His lips stretched over his teeth.
Time for Act II.
“You might recall I said I’d known a Nina once.” He collected his cutlery again and cut into firm asparagus. “Tell me, have you ever known anyone else called Gabriel?”
His comment pulled Nina up. Her nape prickled with a different kind of awareness as she nodded. “A friend of my brother’s. Gabe Turner.”
“What else do you remember?”
“He was a stuffed-shirt geek who my brother, for some reason, adored.” That horrid gnawing in her gut deepened. She studied the man sitting opposite and instinctively sat back. “Why do you want to know?”
His ice-blue gaze held hers for an endless moment before he announced, “Because that Gabe is this Gabe.
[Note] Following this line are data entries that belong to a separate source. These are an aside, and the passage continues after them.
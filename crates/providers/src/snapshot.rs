//! Shared plumbing for snapshot-backed providers.

use chrono::{DateTime, Utc};
use contextkeeper_core::{ContextFragment, ProviderError};
use serde::Serialize;
use std::sync::atomic::{AtomicBool, Ordering};
use std::sync::{PoisonError, RwLock};

/// Serialize `value` into a fragment payload.
pub fn to_fragment<T: Serialize>(
    provider: &str,
    captured_at: DateTime<Utc>,
    value: &T,
) -> Result<ContextFragment, ProviderError> {
    let value = serde_json::to_value(value).map_err(|e| ProviderError::InvalidPayload {
        provider: provider.to_string(),
        reason: e.to_string(),
    })?;
    ContextFragment::from_value(provider, captured_at, value)
}

struct Captured<T> {
    at: DateTime<Utc>,
    value: T,
}

/// The latest snapshot of one kind of state, plus the provider's on/off switch.
pub struct SnapshotCell<T> {
    latest: RwLock<Option<Captured<T>>>,
    enabled: AtomicBool,
}

impl<T> Default for SnapshotCell<T> {
    fn default() -> Self {
        Self {
            latest: RwLock::new(None),
            enabled: AtomicBool::new(true),
        }
    }
}

impl<T: Serialize + Clone> SnapshotCell<T> {
    pub fn new() -> Self {
        Self::default()
    }

    /// Replace the snapshot, stamped with the current time.
    pub fn update(&self, value: T) {
        self.update_at(value, Utc::now());
    }

    /// Replace the snapshot with an explicit capture time.
    pub fn update_at(&self, value: T, at: DateTime<Utc>) {
        *self.latest.write().unwrap_or_else(PoisonError::into_inner) = Some(Captured { at, value });
    }

    /// Edit the current snapshot in place, refreshing its timestamp.
    /// Returns false when there is nothing to edit yet.
    pub fn modify<F: FnOnce(&mut T)>(&self, f: F) -> bool {
        let mut latest = self.latest.write().unwrap_or_else(PoisonError::into_inner);
        match latest.as_mut() {
            Some(captured) => {
                f(&mut captured.value);
                captured.at = Utc::now();
                true
            }
            None => false,
        }
    }

    pub fn latest(&self) -> Option<T> {
        self.latest
            .read()
            .unwrap_or_else(PoisonError::into_inner)
            .as_ref()
            .map(|c| c.value.clone())
    }

    pub fn captured_at(&self) -> Option<DateTime<Utc>> {
        self.latest
            .read()
            .unwrap_or_else(PoisonError::into_inner)
            .as_ref()
            .map(|c| c.at)
    }

    pub fn clear(&self) {
        *self.latest.write().unwrap_or_else(PoisonError::into_inner) = None;
    }

    pub fn is_enabled(&self) -> bool {
        self.enabled.load(Ordering::Relaxed)
    }

    pub fn set_enabled(&self, enabled: bool) {
        self.enabled.store(enabled, Ordering::Relaxed);
    }

    /// Build a fragment from the latest snapshot, or `NoData` if there is none.
    pub fn fragment(&self, provider: &str) -> Result<ContextFragment, ProviderError> {
        let latest = self.latest.read().unwrap_or_else(PoisonError::into_inner);
        let captured = latest
            .as_ref()
            .ok_or_else(|| ProviderError::NoData(provider.to_string()))?;
        to_fragment(provider, captured.at, &captured.value)
    }
}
Gabriel Turner is me.”
Nina wanted to throw back her head and laugh. She’d never heard anything so ridiculous. Instead she paused to consider the statement more deeply.
“No,” she groaned, slowly shaking her head. “You said…your name is Steele”
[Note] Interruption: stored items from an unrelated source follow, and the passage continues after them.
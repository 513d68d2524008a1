//! Configuration loading, validation, and management for ContextKeeper.
//!
//! Loads configuration from `~/.contextkeeper/config.toml` with environment
//! variable overrides. Validates all settings at startup; the context
//! manager validates again when it is constructed from a hand-built config.

use contextkeeper_core::Trigger;
use serde::{Deserialize, Serialize};
use std::collections::HashMap;
use std::path::{Path, PathBuf};
use std::time::Duration;

/// Engine configuration: scoring, provider deadlines and cache limits.
///
/// Maps directly to `~/.contextkeeper/config.toml`.
#[derive(Debug, Clone, PartialEq, Serialize, Deserialize)]
pub struct ContextConfig {
    /// Trigger used when a gather request does not name one
    #[serde(default)]
    pub default_trigger: Trigger,

    /// Half-life of the recency decay applied to fragment scores
    #[serde(default = "default_recency_half_life_ms")]
    pub recency_half_life_ms: u64,

    /// Deadline for a single provider's `gather` call
    #[serde(default = "default_provider_timeout_ms")]
    pub provider_timeout_ms: u64,

    /// Trigger affinity for providers that did not declare the current trigger
    #[serde(default = "default_affinity")]
    pub default_affinity: f64,

    /// Characters per estimated token
    #[serde(default = "default_chars_per_token")]
    pub chars_per_token: usize,

    /// Cache configuration
    #[serde(default)]
    pub cache: CacheConfig,

    /// Per-provider weight overrides in `[0, 1]` (provider name → weight)
    #[serde(default)]
    pub provider_weights: HashMap<String, f64>,
}

fn default_recency_half_life_ms() -> u64 {
    60_000
}
fn default_provider_timeout_ms() -> u64 {
    100
}
fn default_affinity() -> f64 {
    0.5
}
fn default_chars_per_token() -> usize {
    4
}

#[derive(Debug, Clone, PartialEq, Serialize, Deserialize)]
pub struct CacheConfig {
    /// How long a gather result may be served from the cache
    #[serde(default = "default_ttl_ms")]
    pub ttl_ms: u64,

    /// Soft ceiling on the total size of cached results
    #[serde(default = "default_max_size_mb")]
    pub max_size_mb: f64,

    /// Interval for proactively dropping expired entries. Unset = lazy only.
    #[serde(default, skip_serializing_if = "Option::is_none")]
    pub sweep_interval_ms: Option<u64>,
}

fn default_ttl_ms() -> u64 {
    30_000
}
fn default_max_size_mb() -> f64 {
    10.0
}

impl Default for CacheConfig {
    fn default() -> Self {
        Self {
            ttl_ms: default_ttl_ms(),
            max_size_mb: default_max_size_mb(),
            sweep_interval_ms: None,
        }
    }
}

impl CacheConfig {
    pub fn ttl(&self) -> Duration {
        Duration::from_millis(self.ttl_ms)
    }

    /// The memory ceiling in bytes.
    pub fn max_size_bytes(&self) -> u64 {
        (self.max_size_mb * 1024.0 * 1024.0) as u64
    }

    pub fn sweep_interval(&self) -> Option<Duration> {
        self.sweep_interval_ms.map(Duration::from_millis)
    }
}

impl ContextConfig {
    /// Load configuration from the default path (~/.contextkeeper/config.toml).
    ///
    /// Environment variables override file values:
    /// - `CONTEXTKEEPER_CACHE_TTL_MS`
    /// - `CONTEXTKEEPER_MAX_SIZE_MB`
    /// - `CONTEXTKEEPER_PROVIDER_TIMEOUT_MS`
    /// - `CONTEXTKEEPER_DEFAULT_TRIGGER`
    pub fn load() -> Result<Self, ConfigError> {
        let config_path = Self::config_dir().join("config.toml");
        let mut config = Self::load_from(&config_path)?;
        config.apply_env_overrides(|var| std::env::var(var).ok())?;
        config.validate()?;
        Ok(config)
    }

    /// Load from `path`, falling back to defaults when the file does not exist.
    pub fn load_from(path: &Path) -> Result<Self, ConfigError> {
        if !path.exists() {
            tracing::info!(path = %path.display(), "No config file; using defaults");
            return Ok(Self::default());
        }

        let content = std::fs::read_to_string(path).map_err(|e| ConfigError::ReadError {
            path: path.to_path_buf(),
            reason: e.to_string(),
        })?;

        let config: Self = toml::from_str(&content).map_err(|e| ConfigError::ParseError {
            path: path.to_path_buf(),
            reason: e.to_string(),
        })?;

        config.validate()?;
        Ok(config)
    }

    /// Apply overrides from an environment lookup.
    ///
    /// Takes the lookup as a function so callers (and tests) decide where
    /// variables come from.
    pub fn apply_env_overrides<F>(&mut self, lookup: F) -> Result<(), ConfigError>
    where
        F: Fn(&str) -> Option<String>,
    {
        if let Some(value) = lookup("CONTEXTKEEPER_CACHE_TTL_MS") {
            self.cache.ttl_ms = parse_env("CONTEXTKEEPER_CACHE_TTL_MS", &value)?;
        }
        if let Some(value) = lookup("CONTEXTKEEPER_MAX_SIZE_MB") {
            self.cache.max_size_mb = parse_env("CONTEXTKEEPER_MAX_SIZE_MB", &value)?;
        }
        if let Some(value) = lookup("CONTEXTKEEPER_PROVIDER_TIMEOUT_MS") {
            self.provider_timeout_ms = parse_env("CONTEXTKEEPER_PROVIDER_TIMEOUT_MS", &value)?;
        }
        if let Some(value) = lookup("CONTEXTKEEPER_DEFAULT_TRIGGER") {
            self.default_trigger = Trigger::from(value);
        }
        Ok(())
    }

    /// `~/.contextkeeper`, where `config.toml` lives.
    pub fn config_dir() -> PathBuf {
        dirs_home().join(".contextkeeper")
    }

    /// Reject values the engine cannot run with.
    pub fn validate(&self) -> Result<(), ConfigError> {
        if self.cache.ttl_ms == 0 {
            return Err(ConfigError::ValidationError(
                "cache.ttl_ms must be > 0".into(),
            ));
        }

        if !self.cache.max_size_mb.is_finite() || self.cache.max_size_mb <= 0.0 {
            return Err(ConfigError::ValidationError(
                "cache.max_size_mb must be a positive number".into(),
            ));
        }

        if self.cache.sweep_interval_ms == Some(0) {
            return Err(ConfigError::ValidationError(
                "cache.sweep_interval_ms must be > 0 when set".into(),
            ));
        }

        if self.recency_half_life_ms == 0 {
            return Err(ConfigError::ValidationError(
                "recency_half_life_ms must be > 0".into(),
            ));
        }

        if self.provider_timeout_ms == 0 {
            return Err(ConfigError::ValidationError(
                "provider_timeout_ms must be > 0".into(),
            ));
        }

        if self.chars_per_token == 0 {
            return Err(ConfigError::ValidationError(
                "chars_per_token must be > 0".into(),
            ));
        }

        if !is_unit_interval(self.default_affinity) {
            return Err(ConfigError::ValidationError(
                "default_affinity must be between 0.0 and 1.0".into(),
            ));
        }

        if let Some((name, weight)) = self
            .provider_weights
            .iter()
            .find(|(_, w)| !is_unit_interval(**w))
        {
            return Err(ConfigError::ValidationError(format!(
                "provider_weights.{name} = {weight} must be between 0.0 and 1.0"
            )));
        }

        Ok(())
    }

    pub fn provider_timeout(&self) -> Duration {
        Duration::from_millis(self.provider_timeout_ms)
    }

    pub fn recency_half_life(&self) -> Duration {
        Duration::from_millis(self.recency_half_life_ms)
    }

    /// Generate a default config TOML string (for `config init`).
    pub fn default_toml() -> String {
        let config = Self::default();
        toml::to_string_pretty(&config).unwrap_or_default()
    }
}

impl Default for ContextConfig {
    fn default() -> Self {
        Self {
            default_trigger: Trigger::default(),
            recency_half_life_ms: default_recency_half_life_ms(),
            provider_timeout_ms: default_provider_timeout_ms(),
            default_affinity: default_affinity(),
            chars_per_token: default_chars_per_token(),
            cache: CacheConfig::default(),
            provider_weights: HashMap::new(),
        }
    }
}

fn is_unit_interval(value: f64) -> bool {
    (0.0..=1.0).contains(&value)
}

fn parse_env<T>(var: &str, value: &str) -> Result<T, ConfigError>
where
    T: std::str::FromStr,
    T::Err: std::fmt::Display,
{
    value.trim().parse().map_err(|e: T::Err| ConfigError::EnvError {
        var: var.to_string(),
        reason: e.to_string(),
    })
}

/// Home directory, with a fallback when `HOME` is unset.
fn dirs_home() -> PathBuf {
    #[cfg(target_os = "windows")]
    {
        std::env::var("USERPROFILE")
            .map(PathBuf::from)
            .unwrap_or_else(|_| PathBuf::from("C:\\Users\\Default"))
    }
    #[cfg(not(target_os = "windows"))]
    {
        std::env::var("HOME")
            .map(PathBuf::from)
            .unwrap_or_else(|_| PathBuf::from("/tmp"))
    }
}

/// Configuration errors.
#[derive(Debug, thiserror::Error)]
pub enum ConfigError {
    #[error("Failed to read config file at {path}: {reason}")]
    ReadError { path: PathBuf, reason: String },

    #[error("Failed to parse config file at {path}: {reason}")]
    ParseError { path: PathBuf, reason: String },

    #[error("Invalid value in {var}: {reason}")]
    EnvError { var: String, reason: String },

    #[error("Configuration validation failed: {0}")]
    ValidationError(String),
}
But from the start hadn’t there been a distant whisper of this? Seeing him standing on that cliff a second before she’d passed out…even then he’d seemed somehow familiar. This man—the man she’d shared a bed with—he couldn’t possibly be that stiff, zero taste, no personality dweeb she remembered from all those years ago.
Could he?
“Turner was my mother’s name,” he said. “My aunt’s name. When I made amends with my father in my late teens, I took his name. Steele.”
She snapped shut her hanging jaw. “But those ugly sun-sensitive glasses?”
“Laser surgery.”
“Your hair?”
“Comb-overs were never in.”
“You look…taller.”
“I grew.”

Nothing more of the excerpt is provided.